Records to use Start Marker

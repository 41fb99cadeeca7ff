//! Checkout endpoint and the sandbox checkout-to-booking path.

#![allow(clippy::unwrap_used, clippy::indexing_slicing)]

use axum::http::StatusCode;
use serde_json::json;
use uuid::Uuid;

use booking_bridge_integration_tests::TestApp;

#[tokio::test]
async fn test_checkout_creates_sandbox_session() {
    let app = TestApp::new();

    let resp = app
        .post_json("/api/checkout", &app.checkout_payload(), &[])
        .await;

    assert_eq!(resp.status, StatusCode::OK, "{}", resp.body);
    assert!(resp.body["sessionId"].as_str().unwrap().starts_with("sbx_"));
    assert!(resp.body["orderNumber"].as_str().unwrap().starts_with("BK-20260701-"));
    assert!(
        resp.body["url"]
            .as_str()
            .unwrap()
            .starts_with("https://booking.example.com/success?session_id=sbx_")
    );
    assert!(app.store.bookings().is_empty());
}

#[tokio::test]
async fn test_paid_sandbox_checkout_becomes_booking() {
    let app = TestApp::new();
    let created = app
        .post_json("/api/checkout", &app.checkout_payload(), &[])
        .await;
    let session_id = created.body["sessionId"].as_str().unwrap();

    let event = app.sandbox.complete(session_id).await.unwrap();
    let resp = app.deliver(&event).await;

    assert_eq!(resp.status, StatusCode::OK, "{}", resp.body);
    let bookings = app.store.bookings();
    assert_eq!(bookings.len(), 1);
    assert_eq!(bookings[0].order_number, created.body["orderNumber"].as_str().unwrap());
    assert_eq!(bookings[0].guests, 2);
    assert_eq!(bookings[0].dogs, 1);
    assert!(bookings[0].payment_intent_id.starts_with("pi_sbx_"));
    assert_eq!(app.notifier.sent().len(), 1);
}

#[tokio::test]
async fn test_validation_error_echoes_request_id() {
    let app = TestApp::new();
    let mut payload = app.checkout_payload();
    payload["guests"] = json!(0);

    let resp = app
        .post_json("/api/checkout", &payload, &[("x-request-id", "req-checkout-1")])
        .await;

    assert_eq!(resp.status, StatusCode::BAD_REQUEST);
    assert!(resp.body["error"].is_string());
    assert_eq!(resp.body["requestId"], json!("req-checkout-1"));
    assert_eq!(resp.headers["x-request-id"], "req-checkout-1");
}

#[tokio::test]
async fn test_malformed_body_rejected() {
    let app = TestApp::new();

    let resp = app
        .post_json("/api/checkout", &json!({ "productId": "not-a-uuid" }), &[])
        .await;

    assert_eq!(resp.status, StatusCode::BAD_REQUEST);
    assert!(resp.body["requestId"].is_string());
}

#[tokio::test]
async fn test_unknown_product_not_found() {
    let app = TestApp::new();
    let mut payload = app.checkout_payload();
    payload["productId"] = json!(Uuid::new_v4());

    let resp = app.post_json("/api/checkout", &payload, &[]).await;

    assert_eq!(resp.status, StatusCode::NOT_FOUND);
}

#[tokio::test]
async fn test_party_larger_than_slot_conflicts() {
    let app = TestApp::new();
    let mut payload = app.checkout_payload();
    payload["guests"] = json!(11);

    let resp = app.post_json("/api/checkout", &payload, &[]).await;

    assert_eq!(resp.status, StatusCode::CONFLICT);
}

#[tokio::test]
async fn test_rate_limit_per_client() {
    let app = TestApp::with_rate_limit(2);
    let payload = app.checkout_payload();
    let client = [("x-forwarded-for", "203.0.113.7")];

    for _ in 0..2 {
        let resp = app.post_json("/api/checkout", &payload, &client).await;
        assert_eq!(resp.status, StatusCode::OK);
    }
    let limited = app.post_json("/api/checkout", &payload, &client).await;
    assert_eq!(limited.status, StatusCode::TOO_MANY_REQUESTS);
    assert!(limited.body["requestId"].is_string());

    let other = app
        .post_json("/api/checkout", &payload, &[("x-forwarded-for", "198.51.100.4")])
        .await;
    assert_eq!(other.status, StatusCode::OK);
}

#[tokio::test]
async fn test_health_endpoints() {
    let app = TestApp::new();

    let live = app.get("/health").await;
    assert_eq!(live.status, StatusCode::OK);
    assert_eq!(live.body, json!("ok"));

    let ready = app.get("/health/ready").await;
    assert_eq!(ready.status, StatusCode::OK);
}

Records to use End Marker
Records to use Start Marker

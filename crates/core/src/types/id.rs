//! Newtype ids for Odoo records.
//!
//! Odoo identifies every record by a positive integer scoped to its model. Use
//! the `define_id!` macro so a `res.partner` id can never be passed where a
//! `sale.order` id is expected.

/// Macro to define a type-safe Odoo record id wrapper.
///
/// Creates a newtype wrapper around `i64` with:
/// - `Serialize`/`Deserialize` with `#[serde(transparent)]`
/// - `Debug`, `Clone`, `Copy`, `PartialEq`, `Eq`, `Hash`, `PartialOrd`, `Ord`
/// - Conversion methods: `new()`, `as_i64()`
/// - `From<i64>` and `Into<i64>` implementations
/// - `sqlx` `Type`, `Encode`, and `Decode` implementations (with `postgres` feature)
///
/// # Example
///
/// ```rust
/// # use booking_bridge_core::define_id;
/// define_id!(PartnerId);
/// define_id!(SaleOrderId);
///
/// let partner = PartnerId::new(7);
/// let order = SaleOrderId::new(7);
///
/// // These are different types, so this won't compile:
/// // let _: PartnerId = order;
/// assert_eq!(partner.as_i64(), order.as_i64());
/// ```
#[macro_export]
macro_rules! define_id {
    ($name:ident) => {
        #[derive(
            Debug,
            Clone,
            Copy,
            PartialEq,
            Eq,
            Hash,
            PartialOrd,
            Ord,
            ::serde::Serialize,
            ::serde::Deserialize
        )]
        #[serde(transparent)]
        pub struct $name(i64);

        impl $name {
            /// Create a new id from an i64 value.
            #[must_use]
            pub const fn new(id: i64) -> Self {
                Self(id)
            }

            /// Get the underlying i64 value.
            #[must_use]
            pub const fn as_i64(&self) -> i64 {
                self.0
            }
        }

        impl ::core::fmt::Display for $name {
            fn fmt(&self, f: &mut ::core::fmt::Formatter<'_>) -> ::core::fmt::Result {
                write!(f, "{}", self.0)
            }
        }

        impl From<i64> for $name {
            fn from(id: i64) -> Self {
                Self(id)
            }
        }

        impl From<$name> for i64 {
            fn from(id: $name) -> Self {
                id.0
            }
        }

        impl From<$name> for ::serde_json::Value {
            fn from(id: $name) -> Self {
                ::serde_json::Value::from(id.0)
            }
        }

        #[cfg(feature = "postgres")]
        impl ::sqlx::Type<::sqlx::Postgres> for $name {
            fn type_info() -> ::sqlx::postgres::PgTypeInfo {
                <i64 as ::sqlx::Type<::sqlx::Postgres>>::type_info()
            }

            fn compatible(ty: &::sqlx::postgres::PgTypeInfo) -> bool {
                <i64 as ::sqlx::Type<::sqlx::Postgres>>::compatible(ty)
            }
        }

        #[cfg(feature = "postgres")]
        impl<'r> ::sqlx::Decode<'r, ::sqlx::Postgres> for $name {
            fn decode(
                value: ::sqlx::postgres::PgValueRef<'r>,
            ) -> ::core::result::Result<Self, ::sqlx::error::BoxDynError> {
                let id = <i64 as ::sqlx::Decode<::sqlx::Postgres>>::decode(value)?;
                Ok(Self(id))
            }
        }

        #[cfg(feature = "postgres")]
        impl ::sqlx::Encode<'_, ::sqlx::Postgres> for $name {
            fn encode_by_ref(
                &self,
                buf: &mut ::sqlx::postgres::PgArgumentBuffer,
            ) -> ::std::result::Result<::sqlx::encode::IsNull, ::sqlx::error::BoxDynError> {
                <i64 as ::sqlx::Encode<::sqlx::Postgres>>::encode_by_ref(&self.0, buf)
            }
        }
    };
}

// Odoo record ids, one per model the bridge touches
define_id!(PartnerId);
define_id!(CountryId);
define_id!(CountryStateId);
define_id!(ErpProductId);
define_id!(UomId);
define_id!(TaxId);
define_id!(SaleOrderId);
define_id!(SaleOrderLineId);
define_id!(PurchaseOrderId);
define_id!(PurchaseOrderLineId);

Records to use End Marker

• [Task statement]:
Above are the lines; repeat exactly the ones from the line containing "repository 41fb99cadeeca7ff" down to the line containing "assert_eq!(bookings[0].guests, 2);", both inclusive.

• [Output below]:
repository 41fb99cadeeca7ff
//! Checkout endpoint and the sandbox checkout-to-booking path.

#![allow(clippy::unwrap_used, clippy::indexing_slicing)]

use axum::http::StatusCode;
use serde_json::json;
use uuid::Uuid;

use booking_bridge_integration_tests::TestApp;

#[tokio::test]
async fn test_checkout_creates_sandbox_session() {
    let app = TestApp::new();

    let resp = app
        .post_json("/api/checkout", &app.checkout_payload(), &[])
        .await;

    assert_eq!(resp.status, StatusCode::OK, "{}", resp.body);
    assert!(resp.body["sessionId"].as_str().unwrap().starts_with("sbx_"));
    assert!(resp.body["orderNumber"].as_str().unwrap().starts_with("BK-20260701-"));
    assert!(
        resp.body["url"]
            .as_str()
            .unwrap()
            .starts_with("https://booking.example.com/success?session_id=sbx_")
    );
    assert!(app.store.bookings().is_empty());
}

#[tokio::test]
async fn test_paid_sandbox_checkout_becomes_booking() {
    let app = TestApp::new();
    let created = app
        .post_json("/api/checkout", &app.checkout_payload(), &[])
        .await;
    let session_id = created.body["sessionId"].as_str().unwrap();

    let event = app.sandbox.complete(session_id).await.unwrap();
    let resp = app.deliver(&event).await;

    assert_eq!(resp.status, StatusCode::OK, "{}", resp.body);
    let bookings = app.store.bookings();
    assert_eq!(bookings.len(), 1);
    assert_eq!(bookings[0].order_number, created.body["orderNumber"].as_str().unwrap());
    assert_eq!(bookings[0].guests, 2);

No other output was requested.